It is getting chilly in Bangalore so it is time for some lovely warming soups. For me, soup is comfort food, hot, delicious and a dish that warms your soul. I try and bring you these soups that make me happy to make.

This is a super soup but one that is delicious. The earthy broccoli is brought alive by the Asian flavours, chillies, and ginger. this soup is fragrant and the garnish of roasted sesame oil makes it perfect. this is a lovely soup to enjoy with a slice of toast and some cheese for a light healthy dinner.

This is a wonderful cookbook that specializes in soups for all seasons. Deborah Madison is one of the first chefs to start the farm-to-table movement in the Bay Area and her recipes reflect her expertise with vegetables and fresh produce. I have a number of her wonderful cookbooks, each one a masterpiece. This is the book that made me fall in love with soups and taught me how to make a great one.
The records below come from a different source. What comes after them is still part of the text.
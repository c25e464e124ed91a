//! Storage abstractions for service layer
//!
//! Contains the reusable file-backed store used by the JSON customer
//! repository.

pub mod json_file_store;
pub async fn run_register(registry: &Registry, settings_file: &Path) -> Result<()> {
    let machine = registry.open_machine(settings_file).await?;
    if !machine.is_accessible().await {
        anyhow::bail!(
            "machine {} is inaccessible: {}",
            machine.id(),
            machine.access_error().await.unwrap_or_default()
        );
    }
    registry.register_machine(&machine).await?;
    println!("Machine {} registered.", machine.id());
    Ok(())
}

pub async fn run_list(registry: &Registry) -> Result<()> {
    let machines = registry.machines().await;
    if machines.is_empty() {
        println!("No registered machines.");
        return Ok(());
    }
    for machine in machines {
        let name = machine
            .name()
            .await
            .unwrap_or_else(|_| "<inaccessible>".to_string());
        println!(
            "{:<24} {{{}}}  {:<12} session: {}",
            format!("\"{}\"", name),
            machine.id(),
            machine.state().await.to_string(),
            machine.session_state().await
        );
    }
    Ok(())
}

pub async fn run_show(registry: &Registry, name_or_id: &str) -> Result<()> {
    let machine = registry.lookup(name_or_id).await?;
    println!("UUID:            {}", machine.id());
    println!("Settings file:   {}", machine.settings_file().await.display());
    if !machine.is_accessible().await {
        println!("Accessible:      no");
        println!(
            "Access error:    {}",
            machine.access_error().await.unwrap_or_default()
        );
        return Ok(());
    }

    let identity = machine.identity().await?;
    let hardware = machine.hardware().await?;
    println!("Name:            {}", identity.name);
    if !identity.description.is_empty() {
        println!("Description:     {}", identity.description);
    }
    println!("Guest OS:        {}", identity.os_type_id);
    println!("Groups:          {}", identity.groups.join(","));
    println!("State:           {} (since {})", machine.state().await, machine.last_state_change().await);
    println!("Session:         {}", machine.session_state().await);
    if let Some(file) = machine.state_file().await {
        println!("Saved state:     {}", file.display());
    }
    println!("CPUs:            {}", hardware.cpu_count);
    println!("Memory:          {} MB", hardware.memory_mb);
    println!("VRAM:            {} MB", hardware.vram_mb);
    println!("Hardware UUID:   {}", hardware.hardware_uuid);

    let media = registry.services().media.clone();
    let controllers = machine.controllers().await?;
    let attachments = machine.attachments().await?;
    for controller in &controllers {
        println!(
            "Storage:         {} ({:?}, {} ports)",
            controller.name, controller.bus, controller.port_count
        );
        for att in attachments.iter().filter(|a| a.controller == controller.name) {
            let medium = match att.medium {
                Some(id) => match media.get(id).await {
                    Ok(m) => format!("{} {{{}}}", m.location.display(), id),
                    Err(_) => format!("<unknown> {{{}}}", id),
                },
                None => "<empty>".to_string(),
            };
            println!("  {}:{} {:<6} {}", att.port, att.device, att.device_type.to_string(), medium);
        }
    }

    let snapshots = machine.snapshots().await;
    if !snapshots.is_empty() {
        let current = machine.current_snapshot().await;
        println!("Snapshots:");
        for snapshot in &snapshots {
            let marker = if Some(snapshot.id) == current { " *" } else { "" };
            println!("  {} {{{}}}{}", snapshot.name, snapshot.id, marker);
        }
    }
    Ok(())
}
For more wonderful soup recipes from this cookbook, click here.


2 lb broccoli

1 tablespoon sesame oil or olive oil

1 large onion, thinly sliced

1-2 jalapeño or green chillies, sliced

2-3 garlic cloves, sliced

1 tablespoon ginger paste

1/4 cup cilantro leaves and tender stems

1 small potato, peeled and grated

4 cups water, vegetable stock or chicken stock

Salt, to taste

1/2 teaspoon pepper

2 tablespoons white miso

A few drops of roasted sesame oil to garnish

Cut the broccoli florets into small dice and set aside separately. The stem can be peeled and chopped finely. Set aside separately.
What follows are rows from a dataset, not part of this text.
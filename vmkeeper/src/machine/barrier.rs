use std::sync::{Arc, Mutex, MutexGuard};

use tokio::sync::Notify;

use crate::error::{MachineError, Result};

#[derive(Debug, Default)]
struct Counters {
    dependents: usize,
    drainers: usize,
}

/// Counted guard against lifecycle state changes.
///
/// Operations that assume the state stays put hold a [`StateDependencyGuard`].
/// A state change first announces a drain, which makes new dependents fail,
/// then waits (without the machine lock) for the count to reach zero.
#[derive(Debug, Default)]
pub struct StateBarrier {
    counters: Mutex<Counters>,
    idle: Notify,
}

impl StateBarrier {
    pub fn new() -> Arc<Self> {
        Arc::new(Self::default())
    }

    fn counters(&self) -> MutexGuard<'_, Counters> {
        // The counters stay consistent even if a holder panicked.
        self.counters.lock().unwrap_or_else(|e| e.into_inner())
    }

    /// Register a dependent. Refused while a state change is pending.
    pub fn add(self: &Arc<Self>) -> Result<StateDependencyGuard> {
        let mut c = self.counters();
        if c.drainers > 0 {
            return Err(MachineError::InvalidState(
                "a machine state change is in progress".into(),
            ));
        }
        c.dependents += 1;
        Ok(StateDependencyGuard {
            barrier: Arc::clone(self),
        })
    }

    fn release(&self) {
        let mut c = self.counters();
        debug_assert!(c.dependents > 0);
        c.dependents = c.dependents.saturating_sub(1);
        if c.dependents == 0 {
            self.idle.notify_waiters();
        }
    }

    pub fn dependents(&self) -> usize {
        self.counters().dependents
    }

    pub fn is_draining(&self) -> bool {
        self.counters().drainers > 0
    }

    /// Block new dependents and wait until the existing ones are gone.
    /// The returned guard keeps new dependents out until dropped.
    pub async fn drain(self: &Arc<Self>) -> DrainGuard {
        self.counters().drainers += 1;
        let guard = DrainGuard {
            barrier: Arc::clone(self),
        };
        loop {
            // Register interest before checking so a release in between is not lost.
            let notified = self.idle.notified();
            if self.counters().dependents == 0 {
                return guard;
            }
            notified.await;
        }
    }
}

/// Held while an operation depends on the machine state not changing.
#[derive(Debug)]
pub struct StateDependencyGuard {
    barrier: Arc<StateBarrier>,
}

impl Drop for StateDependencyGuard {
    fn drop(&mut self) {
        self.barrier.release();
    }
}

/// Held by a pending state change.
#[derive(Debug)]
pub struct DrainGuard {
    barrier: Arc<StateBarrier>,
}

impl Drop for DrainGuard {
    fn drop(&mut self) {
        let mut c = self.barrier.counters();
        c.drainers = c.drainers.saturating_sub(1);
    }
}

#[cfg(test)]
mod tests {
    use super::*;
    use std::time::Duration;

    #[test]
    fn guards_count_dependents() {
        let barrier = StateBarrier::new();
        let a = barrier.add().unwrap();
        let b = barrier.add().unwrap();
        assert_eq!(barrier.dependents(), 2);
        drop(a);
        assert_eq!(barrier.dependents(), 1);
        drop(b);
        assert_eq!(barrier.dependents(), 0);
    }

    #[tokio::test]
    async fn drain_without_dependents_is_immediate() {
        let barrier = StateBarrier::new();
        let guard = barrier.drain().await;
        assert!(barrier.is_draining());
        drop(guard);
        assert!(!barrier.is_draining());
    }

    #[tokio::test]
    async fn drain_rejects_new_dependents_and_waits() {
        let barrier = StateBarrier::new();
        let dep = barrier.add().unwrap();

        let b2 = Arc::clone(&barrier);
        let drainer = tokio::spawn(async move {
            let _guard = b2.drain().await;
            b2.dependents()
        });

        // Let the drainer announce itself.
        for _ in 0..50 {
            if barrier.is_draining() {
                break;
            }
            tokio::time::sleep(Duration::from_millis(1)).await;
        }
        assert!(barrier.is_draining());
        let err = barrier.add().unwrap_err();
        assert!(err.is_invalid_state());
        assert!(!drainer.is_finished());

        drop(dep);
        let remaining = tokio::time::timeout(Duration::from_secs(5), drainer)
            .await
            .expect("drain did not finish")
            .unwrap();
        assert_eq!(remaining, 0);
        assert!(!barrier.is_draining());
        assert!(barrier.add().is_ok());
    }
}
Heat the oil in a pot. Add the onions, chillies, garlic, ginger and cilantro and cook for 3-4 minutes till the onions are soft but have not taken on any colour.

Add the broccoli stems and potato and cook for 5 minutes until soft. Add the broccoli and sautè for 3-4 minutes. Add the water/stock, salt and pepper and boil. Simmer for 5 minutes till the broccoli florets are bright green. Do not overcook or the broccoli will turn a drab grey.

Remove from the heat and blend to a purée with a hand blender. You can leave the soup as chunky as you desire. Mix in the miso till smooth. Taste for salt and spice.

Serve hot garnished with 2-3 drops of roasted sesame oil.